The reform of 1996 resulted with a nation “that longer beloved that women and children deserved any special form of protection.” Many still believed that children deserved some type of protection, for they are too young to be self-sustainable. This reform encouraged women to be less dependent on men and go out to look for work to support themselves. It served as a form of success for the women who have been fighting for women rights for quite some time. On the other hand, it also promoted the importance of responsible parents as an integral part of child-rearing and the well-being of the children. I believe that there are many families who deserve welfare but it does promote certain families to be lazy. It is very hard to set the rules to determine which family deserves welfare and which don’t. Every situation is different. This debate has led questions concerning independence and dependency, the responsibility of parents, community ties, family ties, and much, much more.

4. There will always be poverty around the world but there are two main reasons for the poverty gap in the United States. First, many powerful groups in the US believe that welfare does not help the poverty gap because it promotes people to be lazy, weak and dependent. Secondly, due to inadequate welfare, families who are unable to be self-sustaining are forced to find other means to support their families, which includes ones that break the law. Many families came to the United States and have probably heard of the “American Dream.” However, this dream became be harder to attain than before. The price of this dream has risen so sharply that many families are unable to reach this goal with their current salaries and wages. These costs include health care, higher education, high-quality child care, and housing. These aren’t even luxuries; they are merely “indispensable ingredients of the dream.” Solutions to make this dream more accessible include accelerated movement toward universal health insurance, universal availability of quality child care and preschool programs, movement to help students meet the requirements for higher education as well as creating public-private partnerships to expand the supply of affordable housing for the poor and the work-class families. Additionally, new policies to help the poor directly are needed, which includes minimum wages and creating a stable income floor for all poor families to ensure that no children are living under poor conditions. Efforts should be aimed so that every single person in the United States has unlimited opportunities to achieve the American Dream.

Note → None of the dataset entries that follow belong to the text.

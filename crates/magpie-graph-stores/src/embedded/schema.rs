//! SQLite schema for the embedded graph store.
//!
//! History is never rewritten:
//! - `entity_revisions` and `entity_embeddings` keep every revision; the
//!   current one has `superseded_at IS NULL`
//! - `same_as_links`, `entity_clusters` and `rejected_relations` are append-only
//! - `relations` are written once per relation id
//! - `entity_blocking_keys` indexes current canonical candidates by key
//! - `commits` records one row per committed batch attempt

use rusqlite::Connection;

use magpie_core::error::MagpieResult;

/// Entity revisions. The body is the entity as JSON, without its embedding.
pub const CREATE_ENTITY_REVISIONS_TABLE: &str = r#"
CREATE TABLE IF NOT EXISTS entity_revisions (
    rev_id INTEGER PRIMARY KEY AUTOINCREMENT,
    entity_id TEXT NOT NULL,
    batch_id TEXT NOT NULL,
    body TEXT NOT NULL,
    status TEXT NOT NULL,
    canonical_id TEXT,
    created_at TEXT NOT NULL,
    superseded_at TEXT
)
"#;

/// At most one current revision per entity.
pub const CREATE_ENTITY_REVISIONS_CURRENT_INDEX: &str = r#"
CREATE UNIQUE INDEX IF NOT EXISTS idx_entity_revisions_current
ON entity_revisions(entity_id) WHERE superseded_at IS NULL
"#;

/// Embedding revisions, vectors as little-endian f32 blobs.
pub const CREATE_ENTITY_EMBEDDINGS_TABLE: &str = r#"
CREATE TABLE IF NOT EXISTS entity_embeddings (
    rev_id INTEGER PRIMARY KEY AUTOINCREMENT,
    owner_id TEXT NOT NULL,
    model TEXT NOT NULL,
    dimension INTEGER NOT NULL,
    vector BLOB NOT NULL,
    created_at TEXT NOT NULL,
    superseded_at TEXT
)
"#;

/// At most one current embedding per owner.
pub const CREATE_ENTITY_EMBEDDINGS_CURRENT_INDEX: &str = r#"
CREATE UNIQUE INDEX IF NOT EXISTS idx_entity_embeddings_current
ON entity_embeddings(owner_id) WHERE superseded_at IS NULL
"#;

/// Blocking keys of current entity revisions.
pub const CREATE_ENTITY_BLOCKING_KEYS_TABLE: &str = r#"
CREATE TABLE IF NOT EXISTS entity_blocking_keys (
    entity_id TEXT NOT NULL,
    entity_type TEXT NOT NULL,
    prefix TEXT NOT NULL,
    PRIMARY KEY (entity_id, entity_type, prefix)
)
"#;

/// Lookup by key.
pub const CREATE_BLOCKING_KEYS_LOOKUP_INDEX: &str = r#"
CREATE INDEX IF NOT EXISTS idx_blocking_keys_lookup ON entity_blocking_keys(entity_type, prefix)
"#;

/// Append-only same-as link log.
pub const CREATE_SAME_AS_LINKS_TABLE: &str = r#"
CREATE TABLE IF NOT EXISTS same_as_links (
    id INTEGER PRIMARY KEY AUTOINCREMENT,
    from_entity_id TEXT NOT NULL,
    to_canonical_entity_id TEXT NOT NULL,
    confidence REAL NOT NULL,
    batch_id TEXT NOT NULL,
    created_at TEXT NOT NULL
)
"#;

/// Links by source.
pub const CREATE_SAME_AS_LINKS_FROM_INDEX: &str = r#"
CREATE INDEX IF NOT EXISTS idx_same_as_links_from ON same_as_links(from_entity_id)
"#;

/// Append-only cluster log.
pub const CREATE_ENTITY_CLUSTERS_TABLE: &str = r#"
CREATE TABLE IF NOT EXISTS entity_clusters (
    id INTEGER PRIMARY KEY AUTOINCREMENT,
    cluster_id TEXT NOT NULL,
    canonical_entity_id TEXT NOT NULL,
    member_ids TEXT NOT NULL,
    batch_id TEXT NOT NULL,
    created_at TEXT NOT NULL
)
"#;

/// Relations, written once.
pub const CREATE_RELATIONS_TABLE: &str = r#"
CREATE TABLE IF NOT EXISTS relations (
    relation_id TEXT PRIMARY KEY,
    subject_entity_id TEXT NOT NULL,
    body TEXT NOT NULL,
    batch_id TEXT NOT NULL,
    created_at TEXT NOT NULL
)
"#;

/// Relations by subject.
pub const CREATE_RELATIONS_SUBJECT_INDEX: &str = r#"
CREATE INDEX IF NOT EXISTS idx_relations_subject ON relations(subject_entity_id)
"#;

/// Review log of rejected relations.
pub const CREATE_REJECTED_RELATIONS_TABLE: &str = r#"
CREATE TABLE IF NOT EXISTS rejected_relations (
    id INTEGER PRIMARY KEY AUTOINCREMENT,
    batch_id TEXT NOT NULL,
    relation_id TEXT NOT NULL,
    body TEXT NOT NULL,
    created_at TEXT NOT NULL
)
"#;

/// Rejections by batch.
pub const CREATE_REJECTED_RELATIONS_BATCH_INDEX: &str = r#"
CREATE INDEX IF NOT EXISTS idx_rejected_relations_batch ON rejected_relations(batch_id)
"#;

/// One row per successful commit.
pub const CREATE_COMMITS_TABLE: &str = r#"
CREATE TABLE IF NOT EXISTS commits (
    commit_id TEXT PRIMARY KEY,
    batch_id TEXT NOT NULL,
    entity_count INTEGER NOT NULL,
    relation_count INTEGER NOT NULL,
    committed_at TEXT NOT NULL
)
"#;

/// Initialize the graph schema in the given database connection.
///
/// Creates all tables and indexes if they don't exist.
/// Safe to call multiple times (idempotent).
pub fn init_schema(conn: &Connection) -> MagpieResult<()> {
    // Create tables
    conn.execute(CREATE_ENTITY_REVISIONS_TABLE, [])?;
    conn.execute(CREATE_ENTITY_EMBEDDINGS_TABLE, [])?;
    conn.execute(CREATE_ENTITY_BLOCKING_KEYS_TABLE, [])?;
    conn.execute(CREATE_SAME_AS_LINKS_TABLE, [])?;
    conn.execute(CREATE_ENTITY_CLUSTERS_TABLE, [])?;
    conn.execute(CREATE_RELATIONS_TABLE, [])?;
    conn.execute(CREATE_REJECTED_RELATIONS_TABLE, [])?;
    conn.execute(CREATE_COMMITS_TABLE, [])?;

    // Create indexes
    conn.execute(CREATE_ENTITY_REVISIONS_CURRENT_INDEX, [])?;
    conn.execute(CREATE_ENTITY_EMBEDDINGS_CURRENT_INDEX, [])?;
    conn.execute(CREATE_BLOCKING_KEYS_LOOKUP_INDEX, [])?;
    conn.execute(CREATE_SAME_AS_LINKS_FROM_INDEX, [])?;
    conn.execute(CREATE_RELATIONS_SUBJECT_INDEX, [])?;
    conn.execute(CREATE_REJECTED_RELATIONS_BATCH_INDEX, [])?;

    Ok(())
}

5. Clawson and Gerstel provided a comparison between the child care system in the United States and some European countries. Most parents in the US struggle to find child care, which led them to endure long waiting lists and have to frequently change locations. As a result, Clawson and Gerstel suggest that “the programs would be publicly funded and universal, available to all, either at no cost or at modest cost with subsidies for low-income participants.” The people who run these kinds of programs would be paid about the same as public school teachers. The length of each day will cover at least as many hours as the school day, while the “wrap-around” care would be available before and after this time. Not everyone has to participate in this program; admissions to these programs are completely voluntary, but “the programs would be such high quality that a majority of the children would enroll.” Additionally, “parents would be universally offered a significant period of paid paternal leave.” These programs will be extremely expensive, but it is believed that the costs of not caring about these children in the short-term or long-term prove to be far more expensive.